→ **ASSIGNED TASK**:
Wherever the string "Ordering" shows up in the data below, copy the whole line.

(RECORDS FOR THE EXERCISE begins)

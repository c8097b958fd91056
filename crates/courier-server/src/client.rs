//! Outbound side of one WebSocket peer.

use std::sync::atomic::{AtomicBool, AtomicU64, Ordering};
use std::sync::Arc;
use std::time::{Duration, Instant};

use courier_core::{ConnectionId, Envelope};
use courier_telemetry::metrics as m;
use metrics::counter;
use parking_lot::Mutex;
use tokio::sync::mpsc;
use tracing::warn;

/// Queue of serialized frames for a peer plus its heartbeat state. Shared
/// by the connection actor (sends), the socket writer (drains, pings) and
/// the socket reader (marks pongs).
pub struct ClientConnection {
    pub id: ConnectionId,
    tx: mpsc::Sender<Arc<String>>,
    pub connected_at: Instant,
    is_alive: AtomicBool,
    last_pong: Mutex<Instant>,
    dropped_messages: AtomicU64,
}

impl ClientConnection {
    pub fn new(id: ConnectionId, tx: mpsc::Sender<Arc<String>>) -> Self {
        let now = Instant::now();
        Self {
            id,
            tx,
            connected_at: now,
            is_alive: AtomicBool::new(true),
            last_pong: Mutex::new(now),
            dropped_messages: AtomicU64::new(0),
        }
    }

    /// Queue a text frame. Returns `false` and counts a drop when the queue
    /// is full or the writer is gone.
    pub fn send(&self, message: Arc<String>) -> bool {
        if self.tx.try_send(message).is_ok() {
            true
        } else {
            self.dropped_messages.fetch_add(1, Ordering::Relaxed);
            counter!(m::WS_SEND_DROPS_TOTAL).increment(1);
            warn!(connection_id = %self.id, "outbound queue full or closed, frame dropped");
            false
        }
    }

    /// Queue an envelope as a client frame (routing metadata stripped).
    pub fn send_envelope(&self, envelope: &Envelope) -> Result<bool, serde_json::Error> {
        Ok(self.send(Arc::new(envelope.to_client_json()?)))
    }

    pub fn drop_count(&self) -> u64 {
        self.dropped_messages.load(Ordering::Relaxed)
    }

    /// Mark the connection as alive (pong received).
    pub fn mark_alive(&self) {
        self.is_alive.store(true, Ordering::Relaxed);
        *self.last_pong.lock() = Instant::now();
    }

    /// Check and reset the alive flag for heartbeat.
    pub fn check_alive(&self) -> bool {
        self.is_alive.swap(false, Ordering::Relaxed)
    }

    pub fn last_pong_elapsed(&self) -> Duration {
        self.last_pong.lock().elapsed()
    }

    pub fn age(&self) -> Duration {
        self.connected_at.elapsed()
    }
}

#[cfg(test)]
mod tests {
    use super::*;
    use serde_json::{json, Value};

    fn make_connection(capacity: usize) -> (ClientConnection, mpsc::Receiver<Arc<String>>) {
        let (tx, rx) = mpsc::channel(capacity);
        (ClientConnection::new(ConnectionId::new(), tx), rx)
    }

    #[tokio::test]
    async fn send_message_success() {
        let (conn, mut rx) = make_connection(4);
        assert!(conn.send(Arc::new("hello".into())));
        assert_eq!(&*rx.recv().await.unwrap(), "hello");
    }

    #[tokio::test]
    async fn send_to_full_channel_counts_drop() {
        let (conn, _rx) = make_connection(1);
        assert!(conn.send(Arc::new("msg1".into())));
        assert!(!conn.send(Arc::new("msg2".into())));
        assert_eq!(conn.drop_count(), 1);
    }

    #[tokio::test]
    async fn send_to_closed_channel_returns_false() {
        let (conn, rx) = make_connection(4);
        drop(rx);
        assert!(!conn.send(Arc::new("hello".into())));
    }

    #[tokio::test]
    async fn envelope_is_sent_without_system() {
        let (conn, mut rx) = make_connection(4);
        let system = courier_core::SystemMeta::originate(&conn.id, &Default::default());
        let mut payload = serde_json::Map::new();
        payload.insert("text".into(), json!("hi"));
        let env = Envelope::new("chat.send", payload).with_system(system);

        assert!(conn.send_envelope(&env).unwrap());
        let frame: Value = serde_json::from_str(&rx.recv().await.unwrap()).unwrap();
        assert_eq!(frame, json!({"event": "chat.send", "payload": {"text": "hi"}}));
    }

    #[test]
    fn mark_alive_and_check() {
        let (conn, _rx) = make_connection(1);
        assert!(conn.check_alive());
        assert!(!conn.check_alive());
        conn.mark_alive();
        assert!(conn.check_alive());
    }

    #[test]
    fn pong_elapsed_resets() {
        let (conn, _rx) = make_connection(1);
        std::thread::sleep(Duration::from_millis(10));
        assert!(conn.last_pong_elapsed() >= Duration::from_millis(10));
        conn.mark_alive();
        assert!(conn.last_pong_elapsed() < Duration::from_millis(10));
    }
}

(RECORDS FOR THE EXERCISE ends)
(RECORDS FOR THE EXERCISE begins)

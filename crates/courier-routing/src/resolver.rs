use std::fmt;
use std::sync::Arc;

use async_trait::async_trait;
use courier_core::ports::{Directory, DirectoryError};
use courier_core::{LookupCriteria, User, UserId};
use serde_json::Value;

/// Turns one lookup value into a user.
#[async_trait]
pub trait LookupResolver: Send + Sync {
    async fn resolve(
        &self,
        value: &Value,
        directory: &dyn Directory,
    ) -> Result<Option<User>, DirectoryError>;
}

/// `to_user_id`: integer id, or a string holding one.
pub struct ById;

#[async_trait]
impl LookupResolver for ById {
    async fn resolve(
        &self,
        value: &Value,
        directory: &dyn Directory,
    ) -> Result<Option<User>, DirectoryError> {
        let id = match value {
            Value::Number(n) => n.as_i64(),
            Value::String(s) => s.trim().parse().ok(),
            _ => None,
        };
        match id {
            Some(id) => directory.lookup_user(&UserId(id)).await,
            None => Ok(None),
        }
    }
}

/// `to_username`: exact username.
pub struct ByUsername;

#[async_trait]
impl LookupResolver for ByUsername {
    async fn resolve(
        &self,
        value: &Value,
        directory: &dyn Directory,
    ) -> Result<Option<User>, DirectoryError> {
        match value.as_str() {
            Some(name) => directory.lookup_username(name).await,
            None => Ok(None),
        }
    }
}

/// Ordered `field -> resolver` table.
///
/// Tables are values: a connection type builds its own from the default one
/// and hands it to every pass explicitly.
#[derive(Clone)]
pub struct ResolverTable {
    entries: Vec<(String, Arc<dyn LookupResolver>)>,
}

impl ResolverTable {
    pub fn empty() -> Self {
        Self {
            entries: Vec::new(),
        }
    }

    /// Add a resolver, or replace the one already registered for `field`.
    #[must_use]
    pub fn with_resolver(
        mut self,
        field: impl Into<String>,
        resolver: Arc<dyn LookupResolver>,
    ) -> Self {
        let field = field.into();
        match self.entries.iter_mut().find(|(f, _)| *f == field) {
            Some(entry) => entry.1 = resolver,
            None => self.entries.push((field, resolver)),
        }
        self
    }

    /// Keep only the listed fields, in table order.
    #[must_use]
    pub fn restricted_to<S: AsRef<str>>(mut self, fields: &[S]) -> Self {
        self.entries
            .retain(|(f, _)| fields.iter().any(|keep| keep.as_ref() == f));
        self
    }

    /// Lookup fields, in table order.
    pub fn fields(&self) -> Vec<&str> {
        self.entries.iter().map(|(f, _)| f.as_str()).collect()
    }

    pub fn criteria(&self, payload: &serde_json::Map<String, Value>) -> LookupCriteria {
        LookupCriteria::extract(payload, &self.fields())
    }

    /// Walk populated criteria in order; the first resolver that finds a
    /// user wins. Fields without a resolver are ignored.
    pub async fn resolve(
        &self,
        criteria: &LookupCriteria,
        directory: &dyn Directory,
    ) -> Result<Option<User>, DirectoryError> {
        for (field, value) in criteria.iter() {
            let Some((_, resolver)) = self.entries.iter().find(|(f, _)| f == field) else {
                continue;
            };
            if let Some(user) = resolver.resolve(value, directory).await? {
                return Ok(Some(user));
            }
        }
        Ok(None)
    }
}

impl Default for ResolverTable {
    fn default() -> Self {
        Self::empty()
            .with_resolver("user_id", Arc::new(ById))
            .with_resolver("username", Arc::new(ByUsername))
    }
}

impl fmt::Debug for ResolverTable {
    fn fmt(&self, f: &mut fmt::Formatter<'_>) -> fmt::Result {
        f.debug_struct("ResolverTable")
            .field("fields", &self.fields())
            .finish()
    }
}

(RECORDS FOR THE EXERCISE ends)
(RECORDS FOR THE EXERCISE begins)

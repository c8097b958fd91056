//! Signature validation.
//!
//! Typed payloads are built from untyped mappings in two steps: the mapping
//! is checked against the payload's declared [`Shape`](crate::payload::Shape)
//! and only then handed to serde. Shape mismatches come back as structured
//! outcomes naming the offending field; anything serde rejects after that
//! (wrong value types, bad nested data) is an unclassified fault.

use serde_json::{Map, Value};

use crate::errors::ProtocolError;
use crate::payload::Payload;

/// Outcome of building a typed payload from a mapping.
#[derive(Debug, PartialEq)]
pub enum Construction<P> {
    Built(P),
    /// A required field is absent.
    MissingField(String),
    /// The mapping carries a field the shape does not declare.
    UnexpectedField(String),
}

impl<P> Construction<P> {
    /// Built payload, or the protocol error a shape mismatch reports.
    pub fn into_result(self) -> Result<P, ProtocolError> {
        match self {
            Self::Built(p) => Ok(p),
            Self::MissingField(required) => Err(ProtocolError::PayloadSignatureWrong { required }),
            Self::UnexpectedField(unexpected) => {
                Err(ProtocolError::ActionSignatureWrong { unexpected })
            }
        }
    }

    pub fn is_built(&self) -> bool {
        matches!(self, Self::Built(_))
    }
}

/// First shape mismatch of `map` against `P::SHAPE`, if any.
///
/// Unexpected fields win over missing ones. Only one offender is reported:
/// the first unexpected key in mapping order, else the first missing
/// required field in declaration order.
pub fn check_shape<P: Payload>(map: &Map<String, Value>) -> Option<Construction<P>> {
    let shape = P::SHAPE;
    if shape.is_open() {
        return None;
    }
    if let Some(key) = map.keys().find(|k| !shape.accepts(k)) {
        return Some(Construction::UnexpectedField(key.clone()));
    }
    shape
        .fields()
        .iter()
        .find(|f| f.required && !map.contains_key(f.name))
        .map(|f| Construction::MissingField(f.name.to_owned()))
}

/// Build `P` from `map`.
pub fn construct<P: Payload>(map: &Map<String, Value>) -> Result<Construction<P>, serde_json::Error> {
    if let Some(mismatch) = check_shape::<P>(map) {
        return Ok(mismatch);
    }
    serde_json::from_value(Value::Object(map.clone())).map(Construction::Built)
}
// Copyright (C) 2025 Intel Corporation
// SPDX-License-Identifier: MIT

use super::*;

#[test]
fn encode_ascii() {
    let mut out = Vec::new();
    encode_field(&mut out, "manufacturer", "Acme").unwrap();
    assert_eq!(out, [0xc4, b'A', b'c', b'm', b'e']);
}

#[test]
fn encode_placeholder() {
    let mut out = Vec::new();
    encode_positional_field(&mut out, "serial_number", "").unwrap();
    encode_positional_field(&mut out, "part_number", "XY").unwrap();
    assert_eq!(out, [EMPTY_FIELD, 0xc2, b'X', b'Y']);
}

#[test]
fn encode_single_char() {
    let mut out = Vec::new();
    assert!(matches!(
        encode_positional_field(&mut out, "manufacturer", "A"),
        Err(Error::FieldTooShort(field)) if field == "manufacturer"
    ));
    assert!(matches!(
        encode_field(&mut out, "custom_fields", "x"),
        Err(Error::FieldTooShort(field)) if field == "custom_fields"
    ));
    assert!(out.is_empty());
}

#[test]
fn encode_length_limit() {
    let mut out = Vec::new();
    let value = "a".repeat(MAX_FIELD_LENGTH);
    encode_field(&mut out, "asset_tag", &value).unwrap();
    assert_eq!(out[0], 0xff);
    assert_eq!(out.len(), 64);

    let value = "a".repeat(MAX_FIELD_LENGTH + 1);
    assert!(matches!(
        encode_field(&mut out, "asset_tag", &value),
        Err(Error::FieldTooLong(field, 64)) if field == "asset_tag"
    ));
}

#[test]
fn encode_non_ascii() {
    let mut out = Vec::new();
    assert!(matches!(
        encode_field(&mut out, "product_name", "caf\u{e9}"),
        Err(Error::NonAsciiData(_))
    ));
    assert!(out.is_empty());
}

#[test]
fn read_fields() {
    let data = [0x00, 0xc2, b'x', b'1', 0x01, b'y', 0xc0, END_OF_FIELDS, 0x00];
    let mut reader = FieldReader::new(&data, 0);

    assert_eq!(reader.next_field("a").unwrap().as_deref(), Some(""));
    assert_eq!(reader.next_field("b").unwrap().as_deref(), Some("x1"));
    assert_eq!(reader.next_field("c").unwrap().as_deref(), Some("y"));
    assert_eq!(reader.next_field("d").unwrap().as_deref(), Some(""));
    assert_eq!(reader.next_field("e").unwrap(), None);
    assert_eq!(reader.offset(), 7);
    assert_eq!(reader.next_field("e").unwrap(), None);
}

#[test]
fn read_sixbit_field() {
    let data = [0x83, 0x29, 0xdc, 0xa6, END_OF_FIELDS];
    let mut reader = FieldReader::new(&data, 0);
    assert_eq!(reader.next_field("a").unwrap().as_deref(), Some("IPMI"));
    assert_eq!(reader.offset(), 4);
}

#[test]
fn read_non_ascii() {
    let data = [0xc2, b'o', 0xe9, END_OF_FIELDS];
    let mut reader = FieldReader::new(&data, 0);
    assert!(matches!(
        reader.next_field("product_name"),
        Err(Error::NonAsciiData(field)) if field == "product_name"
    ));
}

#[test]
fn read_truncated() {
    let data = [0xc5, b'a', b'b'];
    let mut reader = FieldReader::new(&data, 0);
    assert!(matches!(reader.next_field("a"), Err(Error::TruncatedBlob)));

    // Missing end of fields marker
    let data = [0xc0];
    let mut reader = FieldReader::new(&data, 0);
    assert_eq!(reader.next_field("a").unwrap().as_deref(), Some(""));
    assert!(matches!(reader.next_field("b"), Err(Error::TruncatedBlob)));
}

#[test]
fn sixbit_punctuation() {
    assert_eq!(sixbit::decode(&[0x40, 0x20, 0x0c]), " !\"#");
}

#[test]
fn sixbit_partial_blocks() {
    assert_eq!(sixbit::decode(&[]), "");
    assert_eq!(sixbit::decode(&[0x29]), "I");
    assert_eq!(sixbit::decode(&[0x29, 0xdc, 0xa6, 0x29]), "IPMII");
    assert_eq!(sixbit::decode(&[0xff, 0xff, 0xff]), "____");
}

(RECORDS FOR THE EXERCISE ends)

→ **ANSWER SPACE**:
use std::sync::atomic::{AtomicBool, AtomicU64, Ordering};
            self.dropped_messages.fetch_add(1, Ordering::Relaxed);
        self.dropped_messages.load(Ordering::Relaxed)
        self.is_alive.store(true, Ordering::Relaxed);
        self.is_alive.swap(false, Ordering::Relaxed)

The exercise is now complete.